14. Il a enfin été envisagé de distinguer selon la catégorie de clientèle auxquelles s’adressent les fabricants de jouets : grandes et moyennes surfaces alimentaires (ci-après « GSA »), grandes surfaces spécialisées (ci-après « GSS »), grands magasins, grossistes, entreprises de vente par correspondance6.
15. En tout état de cause, la question de la définition exacte du marché de la fabrication et commercialisation en gros de jouets peut être laissée ouverte, dans la mesure où les conclusions de l’analyse concurrentielle demeurent inchangées, quelle que soit la délimitation retenue.
2. MARCHÉ GÉOGRAPHIQUE
16. La pratique décisionnelle française a considéré que le marché amont de la fabrication et commercialisation en gros de jouets était, au moins, de dimension nationale7.
17. La question de la délimitation géographique exacte du marché de la fabrication et commercialisation en gros de jouets peut néanmoins être laissée ouverte, dans la mesure où les conclusions de l’analyse concurrentielle demeurent inchangées, quelle que soit la délimitation retenue.
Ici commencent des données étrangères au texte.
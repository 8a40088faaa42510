//! Residue Number System polynomials over a runtime modulus chain.
//!
//! A polynomial in Z_Q[X]/(X^N+1), Q = q_0 * ... * q_{k-1}, is stored as `k`
//! residue vectors. A polynomial with `k` residues is "at" the first `k`
//! primes of the basis; rescaling drops the last one.

use crate::error::{HeError, Result};

use super::ntt::{mod_inv, mul_mod, NttContext};

/// Ring dimension, modulus chain and per-prime NTT tables.
#[derive(Clone, Debug)]
pub struct RnsBasis {
    pub ring_dim: usize,
    pub primes: Vec<i64>,
    ntt: Vec<NttContext>,
}

impl RnsBasis {
    pub fn new(ring_dim: usize, primes: Vec<i64>) -> Result<Self> {
        let ntt = primes
            .iter()
            .map(|&q| {
                NttContext::new(q, ring_dim).ok_or_else(|| {
                    HeError::InvalidParams(format!("{} has no 2N-th root for N={}", q, ring_dim))
                })
            })
            .collect::<Result<Vec<_>>>()?;
        Ok(Self {
            ring_dim,
            primes,
            ntt,
        })
    }

    pub fn num_primes(&self) -> usize {
        self.primes.len()
    }

    pub fn ntt(&self, i: usize) -> &NttContext {
        &self.ntt[i]
    }
}

/// A polynomial in RNS form. Whether the residues hold coefficients or NTT
/// evaluations is tracked by the caller.
#[derive(Clone, Debug, PartialEq)]
pub struct RnsPoly {
    /// `residues[i][j]`: coefficient (or evaluation) `j` modulo prime `i`,
    /// in [0, q_i).
    pub residues: Vec<Vec<i64>>,
}

impl RnsPoly {
    pub fn zero(ring_dim: usize, num_primes: usize) -> Self {
        Self {
            residues: vec![vec![0i64; ring_dim]; num_primes],
        }
    }

    /// Reduce signed integer coefficients modulo the first `num_primes` primes.
    pub fn from_signed(coeffs: &[i64], basis: &RnsBasis, num_primes: usize) -> Self {
        let residues = basis.primes[..num_primes]
            .iter()
            .map(|&q| {
                let mut res = vec![0i64; basis.ring_dim];
                for (r, &c) in res.iter_mut().zip(coeffs) {
                    *r = c.rem_euclid(q);
                }
                res
            })
            .collect();
        Self { residues }
    }

    pub fn num_primes(&self) -> usize {
        self.residues.len()
    }

    pub fn add(&self, other: &RnsPoly, basis: &RnsBasis) -> RnsPoly {
        self.zip_with(other, basis, |a, b, q| {
            let s = a + b;
            if s >= q {
                s - q
            } else {
                s
            }
        })
    }

    pub fn sub(&self, other: &RnsPoly, basis: &RnsBasis) -> RnsPoly {
        self.zip_with(other, basis, |a, b, q| if a >= b { a - b } else { a - b + q })
    }

    /// Pointwise product. Both operands must be in the NTT domain.
    pub fn hadamard(&self, other: &RnsPoly, basis: &RnsBasis) -> RnsPoly {
        self.zip_with(other, basis, mul_mod)
    }

    /// Multiply by a signed integer constant.
    pub fn scalar_mul(&self, scalar: i64, basis: &RnsBasis) -> RnsPoly {
        let residues = self
            .residues
            .iter()
            .zip(&basis.primes)
            .map(|(res, &q)| {
                let s = scalar.rem_euclid(q);
                res.iter().map(|&a| mul_mod(a, s, q)).collect()
            })
            .collect();
        RnsPoly { residues }
    }

    /// Add a signed constant to coefficient 0 (coefficient domain only).
    pub fn add_constant(&self, constant: i64, basis: &RnsBasis) -> RnsPoly {
        let mut out = self.clone();
        for (res, &q) in out.residues.iter_mut().zip(&basis.primes) {
            res[0] = (res[0] + constant.rem_euclid(q)) % q;
        }
        out
    }

    pub fn to_ntt(&self, basis: &RnsBasis) -> RnsPoly {
        let residues = self
            .residues
            .iter()
            .enumerate()
            .map(|(i, res)| basis.ntt(i).forward(res))
            .collect();
        RnsPoly { residues }
    }

    pub fn from_ntt(&self, basis: &RnsBasis) -> RnsPoly {
        let residues = self
            .residues
            .iter()
            .enumerate()
            .map(|(i, res)| basis.ntt(i).inverse(res))
            .collect();
        RnsPoly { residues }
    }

    /// Keep only the first `num_primes` residues. The represented value is
    /// unchanged modulo the smaller product.
    pub fn truncate(&self, num_primes: usize) -> RnsPoly {
        RnsPoly {
            residues: self.residues[..num_primes.min(self.num_primes())].to_vec(),
        }
    }

    /// Galois automorphism σ_g: X → X^g (coefficient domain, `g` odd).
    pub fn automorphism(&self, g: usize, basis: &RnsBasis) -> RnsPoly {
        let n = basis.ring_dim;
        let two_n = 2 * n;
        let residues = self
            .residues
            .iter()
            .zip(&basis.primes)
            .map(|(res, &q)| {
                let mut out = vec![0i64; n];
                for (j, &c) in res.iter().enumerate() {
                    let idx = (g * j) % two_n;
                    if idx < n {
                        out[idx] = c;
                    } else {
                        out[idx - n] = if c == 0 { 0 } else { q - c };
                    }
                }
                out
            })
            .collect();
        RnsPoly { residues }
    }

    /// Divide by the last prime and drop it (coefficient domain).
    ///
    /// Computes `(x - r) / q_last` per remaining channel, with `r` the
    /// centered residue modulo `q_last`, so the result is a rounding of
    /// `x / q_last`.
    pub fn rescale(&self, basis: &RnsBasis) -> RnsPoly {
        let last = self.num_primes() - 1;
        let q_last = basis.primes[last];
        let half = q_last / 2;
        let centered: Vec<i64> = self.residues[last]
            .iter()
            .map(|&v| if v > half { v - q_last } else { v })
            .collect();
        let residues = (0..last)
            .map(|i| {
                let q = basis.primes[i];
                let inv = mod_inv(q_last % q, q);
                self.residues[i]
                    .iter()
                    .zip(&centered)
                    .map(|(&x, &r)| {
                        let diff = (x - r.rem_euclid(q)).rem_euclid(q);
                        mul_mod(diff, inv, q)
                    })
                    .collect()
            })
            .collect();
        RnsPoly { residues }
    }

    /// Channel `i` as centered integers in (-q_i/2, q_i/2].
    pub fn centered_channel(&self, i: usize, basis: &RnsBasis) -> Vec<i64> {
        let q = basis.primes[i];
        let half = q / 2;
        self.residues[i]
            .iter()
            .map(|&v| if v > half { v - q } else { v })
            .collect()
    }

    fn zip_with(
        &self,
        other: &RnsPoly,
        basis: &RnsBasis,
        f: impl Fn(i64, i64, i64) -> i64,
    ) -> RnsPoly {
        debug_assert_eq!(self.num_primes(), other.num_primes());
        let residues = self
            .residues
            .iter()
            .zip(&other.residues)
            .zip(&basis.primes)
            .map(|((a, b), &q)| a.iter().zip(b).map(|(&x, &y)| f(x, y, q)).collect())
            .collect();
        RnsPoly { residues }
    }
}

#[cfg(test)]
mod tests {
    use super::super::ntt::find_ntt_primes;
    use super::*;

    fn basis(n: usize) -> RnsBasis {
        let mut primes = find_ntt_primes(50, 1, n, &[]);
        let rest = find_ntt_primes(40, 2, n, &primes);
        primes.extend(rest);
        RnsBasis::new(n, primes).unwrap()
    }

    #[test]
    fn signed_roundtrip_through_channel() {
        let b = basis(16);
        let coeffs: Vec<i64> = (0..16).map(|i| i as i64 - 8).collect();
        let p = RnsPoly::from_signed(&coeffs, &b, 3);
        for ch in 0..3 {
            assert_eq!(p.centered_channel(ch, &b), coeffs);
        }
    }

    #[test]
    fn add_then_sub_is_identity() {
        let b = basis(8);
        let x = RnsPoly::from_signed(&[5, -3, 0, 1, 2, 3, 4, -7], &b, 3);
        let y = RnsPoly::from_signed(&[-5, 3, 1, 1, 0, 0, 0, 7], &b, 3);
        let sum = x.add(&y, &b);
        assert_eq!(sum.centered_channel(1, &b), vec![0, 0, 1, 2, 2, 3, 4, 0]);
        let diff = x.sub(&x, &b);
        assert_eq!(diff, RnsPoly::zero(8, 3));
        assert_eq!(x.add(&y, &b).sub(&y, &b), x);
    }

    #[test]
    fn hadamard_in_ntt_domain_is_ring_product() {
        let b = basis(8);
        // (1 + X) * X^7 = X^7 + X^8 = X^7 - 1
        let mut a = vec![0i64; 8];
        a[0] = 1;
        a[1] = 1;
        let mut m = vec![0i64; 8];
        m[7] = 1;
        let pa = RnsPoly::from_signed(&a, &b, 3).to_ntt(&b);
        let pm = RnsPoly::from_signed(&m, &b, 3).to_ntt(&b);
        let prod = pa.hadamard(&pm, &b).from_ntt(&b);
        let mut expected = vec![0i64; 8];
        expected[0] = -1;
        expected[7] = 1;
        for ch in 0..3 {
            assert_eq!(prod.centered_channel(ch, &b), expected);
        }
    }

    #[test]
    fn automorphism_maps_monomials() {
        let b = basis(8);
        // X^3 under X -> X^5 becomes X^15 = X^16 * X^-1 ... = -X^7
        let mut a = vec![0i64; 8];
        a[3] = 1;
        let p = RnsPoly::from_signed(&a, &b, 2).automorphism(5, &b);
        let mut expected = vec![0i64; 8];
        expected[7] = -1;
        assert_eq!(p.centered_channel(0, &b), expected);
    }

    #[test]
    fn rescale_divides_by_last_prime() {
        let b = basis(8);
        let q_last = b.primes[2];
        let coeffs: Vec<i64> = vec![3 * q_last, -2 * q_last, q_last / 2 + 10, 0, 7, -7, 1, q_last];
        let p = RnsPoly::from_signed(&coeffs, &b, 3).rescale(&b);
        assert_eq!(p.num_primes(), 2);
        let out = p.centered_channel(0, &b);
        assert_eq!(out[0], 3);
        assert_eq!(out[1], -2);
        assert_eq!(out[2], 1);
        assert_eq!(&out[3..7], &[0, 0, 0, 0]);
        assert_eq!(out[7], 1);
    }

    #[test]
    fn truncate_keeps_leading_primes() {
        let b = basis(8);
        let p = RnsPoly::from_signed(&[1, 2, 3, 4, 5, 6, 7, 8], &b, 3);
        let t = p.truncate(1);
        assert_eq!(t.num_primes(), 1);
        assert_eq!(t.residues[0], p.residues[0]);
    }
}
L’analyse des effets de l’opération sur ce marché sera menée au niveau national.
18. En l’espèce, les parties sont simultanément actives sur ce marché en tant qu’acheteuses. Par ailleurs, PRG est active sur ce marché en tant qu’offreuse, via Artsana.
B. LES MARCHÉS DE LA DISTRIBUTION AU DÉTAIL DE JOUETS
1. MARCHÉS DE PRODUITS ET DE SERVICES
19. La pratique décisionnelle des autorités de concurrence a envisagé une segmentation des marchés aval de la vente au détail de produits non alimentaires selon deux critères : la famille de produits et le canal de distribution.
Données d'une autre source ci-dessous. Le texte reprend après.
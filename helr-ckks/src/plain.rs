//! Cleartext stand-in backend.
//!
//! Encode and encrypt are the identity, arithmetic runs directly on `f64`
//! slot vectors. Levels, rotation keys and key ownership are still tracked
//! exactly as the CKKS backend tracks them, so an engine that passes against
//! `PlainBackend` has the same depth and key requirements under real
//! encryption.

use std::collections::BTreeSet;

use serde::{Deserialize, Serialize};

use crate::backend::{eval_poly_clear, poly_depth, Decrypted, HeBackend, KeyPair};
use crate::error::{HeError, Result};
use crate::params::HeParams;

/// Passthrough backend for tests and dry runs.
#[derive(Clone, Debug)]
pub struct PlainBackend {
    slots: usize,
    depth: usize,
    next_key: std::cell::Cell<u8>,
}

/// A "ciphertext" holding its slots in the clear.
#[derive(Clone, Debug, PartialEq, Serialize, Deserialize)]
pub struct PlainCiphertext {
    pub slots: Vec<f64>,
    pub level: usize,
    pub key_id: u8,
}

/// Identity-encoded plaintext.
#[derive(Clone, Debug, PartialEq)]
pub struct PlainPlaintext {
    pub slots: Vec<f64>,
}

/// Tag identifying which key pair a ciphertext belongs to.
#[derive(Clone, Copy, Debug, PartialEq, Eq)]
pub struct PlainKey(pub u8);

/// Offsets for which rotation "keys" exist.
#[derive(Clone, Debug, Default)]
pub struct PlainEvalKeys {
    rotations: BTreeSet<usize>,
}

impl PlainBackend {
    fn normalize(&self, offset: i32) -> usize {
        offset.rem_euclid(self.slots as i32) as usize
    }

    fn next_level(&self, level: usize) -> Result<usize> {
        if level >= self.depth {
            return Err(HeError::DepthExceeded {
                required: level + 1,
                available: self.depth,
            });
        }
        Ok(level + 1)
    }

    fn rotate_slots(&self, slots: &[f64], by: usize) -> Vec<f64> {
        let mut out = slots.to_vec();
        out.rotate_left(by);
        out
    }
}

impl HeBackend for PlainBackend {
    type Plaintext = PlainPlaintext;
    type Ciphertext = PlainCiphertext;
    type PublicKey = PlainKey;
    type SecretKey = PlainKey;
    type EvalKeys = PlainEvalKeys;

    fn configure(params: &HeParams, slot_count: usize) -> Result<Self> {
        params.validate(slot_count)?;
        Ok(Self {
            slots: slot_count,
            depth: params.mult_depth,
            next_key: std::cell::Cell::new(0),
        })
    }

    fn slot_count(&self) -> usize {
        self.slots
    }

    fn mult_depth(&self) -> usize {
        self.depth
    }

    fn describe(&self) -> String {
        format!(
            "cleartext backend, {} slots, depth {}",
            self.slots, self.depth
        )
    }

    fn keygen(&self, rotations: &[i32]) -> Result<KeyPair<Self>> {
        let id = self.next_key.get();
        self.next_key.set(id.wrapping_add(1));
        Ok(KeyPair {
            public: PlainKey(id),
            secret: PlainKey(id),
            eval: PlainEvalKeys {
                rotations: rotations.iter().map(|&r| self.normalize(r)).collect(),
            },
        })
    }

    fn encode(&self, values: &[f64]) -> Result<PlainPlaintext> {
        if values.len() > self.slots {
            return Err(HeError::SlotOverflow {
                len: values.len(),
                slots: self.slots,
            });
        }
        let mut slots = vec![0.0; self.slots];
        slots[..values.len()].copy_from_slice(values);
        Ok(PlainPlaintext { slots })
    }

    fn encrypt(&self, pt: &PlainPlaintext, pk: &PlainKey) -> Result<PlainCiphertext> {
        Ok(PlainCiphertext {
            slots: pt.slots.clone(),
            level: 0,
            key_id: pk.0,
        })
    }

    fn decrypt(&self, ct: &PlainCiphertext, sk: &PlainKey) -> Result<Decrypted> {
        let valid = ct.key_id == sk.0 && ct.slots.iter().all(|v| v.is_finite());
        Ok(Decrypted {
            values: ct.slots.clone(),
            valid,
        })
    }

    fn add(&self, a: &PlainCiphertext, b: &PlainCiphertext) -> Result<PlainCiphertext> {
        Ok(PlainCiphertext {
            slots: a.slots.iter().zip(&b.slots).map(|(x, y)| x + y).collect(),
            level: a.level.max(b.level),
            key_id: a.key_id,
        })
    }

    fn add_plain(&self, a: &PlainCiphertext, pt: &PlainPlaintext) -> Result<PlainCiphertext> {
        Ok(PlainCiphertext {
            slots: a.slots.iter().zip(&pt.slots).map(|(x, y)| x + y).collect(),
            level: a.level,
            key_id: a.key_id,
        })
    }

    fn mul(
        &self,
        a: &PlainCiphertext,
        b: &PlainCiphertext,
        _keys: &PlainEvalKeys,
    ) -> Result<PlainCiphertext> {
        let level = self.next_level(a.level.max(b.level))?;
        Ok(PlainCiphertext {
            slots: a.slots.iter().zip(&b.slots).map(|(x, y)| x * y).collect(),
            level,
            key_id: a.key_id,
        })
    }

    fn mul_scalar(&self, a: &PlainCiphertext, scalar: f64) -> Result<PlainCiphertext> {
        let level = self.next_level(a.level)?;
        Ok(PlainCiphertext {
            slots: a.slots.iter().map(|x| x * scalar).collect(),
            level,
            key_id: a.key_id,
        })
    }

    fn rotate(
        &self,
        a: &PlainCiphertext,
        offset: i32,
        keys: &PlainEvalKeys,
    ) -> Result<PlainCiphertext> {
        let by = self.normalize(offset);
        if by == 0 {
            return Ok(a.clone());
        }
        if !keys.rotations.contains(&by) {
            return Err(HeError::MissingRotationKey(offset));
        }
        Ok(PlainCiphertext {
            slots: self.rotate_slots(&a.slots, by),
            level: a.level,
            key_id: a.key_id,
        })
    }

    fn sum_run(
        &self,
        a: &PlainCiphertext,
        run: usize,
        keys: &PlainEvalKeys,
    ) -> Result<PlainCiphertext> {
        if run == 0 || !run.is_power_of_two() || run > self.slots {
            return Err(HeError::RunLength {
                run,
                slots: self.slots,
            });
        }
        let mut acc = a.clone();
        let mut step = 1usize;
        while step < run {
            let rotated = self.rotate(&acc, step as i32, keys)?;
            acc = self.add(&acc, &rotated)?;
            step <<= 1;
        }
        Ok(acc)
    }

    fn eval_poly(
        &self,
        a: &PlainCiphertext,
        coeffs: &[f64],
        _keys: &PlainEvalKeys,
    ) -> Result<PlainCiphertext> {
        if coeffs.len() < 2 {
            return Err(HeError::InvalidParams(
                "polynomial must have degree >= 1".into(),
            ));
        }
        let required = a.level + poly_depth(coeffs);
        if required > self.depth {
            return Err(HeError::DepthExceeded {
                required,
                available: self.depth,
            });
        }
        Ok(PlainCiphertext {
            slots: a.slots.iter().map(|&x| eval_poly_clear(x, coeffs)).collect(),
            level: required,
            key_id: a.key_id,
        })
    }

    fn level(&self, ct: &PlainCiphertext) -> usize {
        ct.level
    }
}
La distinction par famille de produits
20. Les autorités de concurrence distinguent généralement, au sein du marché de la distribution au détail de produits non alimentaires, autant de marchés qu’il existe de familles de produits8. En effet, au sein de chacun des marchés ainsi définis, la concurrence varie significativement en raison du degré de spécialisation d’un nombre important d’acteurs sur une ou plusieurs familles de produits.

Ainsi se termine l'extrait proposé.